Health & Illness in Ayurveda

Health in Ayurveda is not simply the absence of disease, but according to Suśruta Saṃhita, one of the essential textbooks of Ayurveda, health is defined as follows:

samadoṣaḥ samāgniś ca samadhātumalakriyaḥ ||
prasannātmendriyamanāḥ svastha ity abhidhīyate ||
Suśruta Saṃhita, Sūtrasthāna, 15.41

The person whose doshas are in balance, whose agni is balanced, whose tissues are properly formed, whose excretions function normally, whose soul, mind and senses are filled with happiness and who rests in the Self is called healthy.

Due to the manifold and extremely fine diagnostic methods of Ayurveda, imbalances, which under certain circumstances can develop into serious diseases, can be detected before one notices any signs of them oneself.


Ayurveda divides the development of a disease into six stages.

  1. sañcaya accumulation, that is, a dosha – Vata, Pitta or Kapha – begins to accumulate in its own area. Possible symptoms are mild and appear only sporadically. For accumulating Vata, these may include flatulence or constipation, slightly increased Pitta heat sensation or dark yellow discoloured urine, and cumulative Kapha feeling of fullness and lethargy.
  2. prakopa irritation, aggravation. A dosha continues to rise, but remains in its original place. Symptoms observed in this phase may include with increasing Vata bowel sounds or excessive peristalsis, with Pitta heartburn or acid stomach discomfort and with Kapha mucus..
  3. prasara propagation. In this phase the doshas leave their natural areas and move to other places in the body where they can spread. For example, Vata can leave the large intestine and spread to the skin, ears or bones. Symptoms include dry skin, cold hands and feet, and ringing in the ears.
    When Pitta leaves its original site in the small intestine, it can spread to the stomach, eyes or sweat glands. Possible symptoms are heartburn, burning eyes or sour-smelling sweat.
    If Kapha leaves its area in the upper stomach and chest and spreads to the head or lymphatic system, water retention in the tissues or blocked sinuses can be possible symptoms
  4. sthāna saṁśraya deposition or localization. The significantly increased dosha settles in a place that does not belong to its original area. This happens because the dosha has an affinity to this new place or because there is a weakness or a defect due to genetic predisposition, previous trauma, increased emotional stress or suppressed emotions.

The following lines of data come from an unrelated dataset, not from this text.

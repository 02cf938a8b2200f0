use cucumber::{then, when};
use race_payment_engine::{
    db_types::{PaymentStatus, RegistrationId, Won},
    RegistrationManagement,
};

use crate::cucumber::ReconciliationWorld;

fn parse_ids(ids: &str) -> Vec<RegistrationId> {
    ids.split(',').map(|s| RegistrationId::from(s.trim())).collect()
}

#[when(expr = "the agent looks up order {word}")]
async fn look_up_order(world: &mut ReconciliationWorld, id: String) {
    let order = world.api().order_detail(&id.into()).await.expect("Error looking up order");
    world.last_order = Some(order);
}

#[when(expr = "the agent confirms orders {word}")]
async fn confirm_orders(world: &mut ReconciliationWorld, ids: String) {
    let results = world.api().confirm_orders(&parse_ids(&ids)).await;
    world.last_batch = results;
}

#[when(expr = "registration {word} is cancelled")]
async fn cancel_registration(world: &mut ReconciliationWorld, id: String) {
    world.api().flow().cancel(&id.into()).await.expect("Error cancelling registration");
}

#[then(expr = "the order price is {int}")]
async fn check_order_price(world: &mut ReconciliationWorld, price: i64) {
    let order = world.last_order.as_ref().expect("No order was looked up");
    assert_eq!(order.order_price_amount, Won::from(price));
}

#[then(expr = "the billing name is {string}")]
async fn check_billing_name(world: &mut ReconciliationWorld, name: String) {
    let order = world.last_order.as_ref().expect("No order was looked up");
    assert_eq!(order.billing_name, name);
}

#[then(expr = "the batch is reported as a success")]
async fn batch_succeeded(world: &mut ReconciliationWorld) {
    assert!(!world.last_batch.is_empty());
    assert!(world.last_batch.iter().all(|r| r.outcome.is_success()), "{:?}", world.last_batch);
}

#[then(expr = "the batch is reported as a failure")]
async fn batch_failed(world: &mut ReconciliationWorld) {
    assert!(world.last_batch.iter().any(|r| !r.outcome.is_success()), "{:?}", world.last_batch);
}

#[then(expr = "order {word} is reported as {string}")]
async fn check_order_result(world: &mut ReconciliationWorld, id: String, description: String) {
    let result = world.last_batch.iter().find(|r| r.order_id == id).expect("Order is not in the last batch");
    assert_eq!(result.outcome.description(), description);
}

#[then(expr = "the batch results are in the order {word}")]
async fn check_result_order(world: &mut ReconciliationWorld, ids: String) {
    let expected = ids.split(',').map(str::trim).collect::<Vec<_>>();
    let actual = world.last_batch.iter().map(|r| r.order_id.as_str()).collect::<Vec<_>>();
    assert_eq!(actual, expected);
}

#[then(expr = "registration {word} is {word}")]
async fn check_status(world: &mut ReconciliationWorld, id: String, status: String) {
    let expected = status.parse::<PaymentStatus>().expect("Not a payment status");
    let registration = world
        .api()
        .flow()
        .db()
        .fetch_registration(&id.into())
        .await
        .expect("Error fetching registration")
        .expect("Registration does not exist");
    assert_eq!(registration.payment_status, expected);
}

#[then(expr = "there are {int} pending orders")]
async fn count_pending(world: &mut ReconciliationWorld, count: usize) {
    let orders = world.api().list_pending_orders().await.expect("Error listing orders");
    assert_eq!(orders.len(), count);
}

The dosha penetrates the tissue of the new place with its own qualities, increases there and can change the normal qualities of the tissue. Preliminary signs of illness now appear, which can already be recognized as such by an experienced physician (even a western physician).
  5. vyakti manifestation. The dosha has overcome the tissue of the new place and the qualities of the foreign dosha now manifest in the tissue by suppressing the natural qualities of this dhatus. A disease with its specific symptoms, as we know them in the Western understanding, comes to manifest.
  6. bheda complication. At this stage, structural changes in the tissues and organs/organ systems manifest themselves and complications arise. It is the final stage of the course of a disease. In the fifth stage of a disease development the function of a tissue or organ is disturbed. In the sixth and final stage of the disease the tissue structure is changed and the function of the surrounding tissues and organs is disturbed. Treatment in this stage is extremely difficult or impossible.

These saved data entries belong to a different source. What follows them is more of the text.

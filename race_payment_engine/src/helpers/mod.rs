mod guest_password;
mod korean_time;

pub use guest_password::{hash_guest_password, verify_guest_password};
pub use korean_time::{format_event_date, format_order_date, kst};
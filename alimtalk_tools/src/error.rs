use thiserror::Error;

#[derive(Debug, Error)]
pub enum AlimtalkApiError {
    #[error("Could not initialize client: {0}")]
    Initialization(String),
    #[error("Invalid REST response: {0}")]
    RestResponseError(String),
    #[error("Could not deserialize JSON: {0}")]
    JsonError(String),
    #[error("Query failed. Error {status}. {message}")]
    QueryError { status: u16, message: String },
    #[error("The provider refused the message. Code {code}. {message}")]
    Rejected { code: i64, message: String },
}
use chrono::{DateTime, FixedOffset, Offset, Utc};

/// Korea Standard Time. Korea does not observe daylight saving, so a fixed offset is exact.
pub fn kst() -> FixedOffset {
    FixedOffset::east_opt(9 * 3600).unwrap_or_else(|| Utc.fix())
}

/// The order date format expected by the bank-matching agent: `YYYY-MM-DD HH:MM:SS` in KST, without an offset.
pub fn format_order_date(at: &DateTime<Utc>) -> String {
    at.with_timezone(&kst()).format("%Y-%m-%d %H:%M:%S").to_string()
}

/// The event date as shown in notifications, e.g. `2025년 4월 6일 08:00`.
pub fn format_event_date(at: &DateTime<Utc>) -> String {
    at.with_timezone(&kst()).format("%Y년 %-m월 %-d일 %H:%M").to_string()
}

Every science has its limits in certain areas. According to Ayurveda, diseases are differentiated in sādhya (curable) and asādhya (not curable). A finer subdivision is made into: sukha sādhya (easily curable), kṛcchra sādhya (difficult to cure) as well as yāpya (manageable) and kṛcchra/anupakrāmya (not curable/not treatable). Taking these factors into account, it must be stated that Ayurveda cannot cure all the diseases of mankind.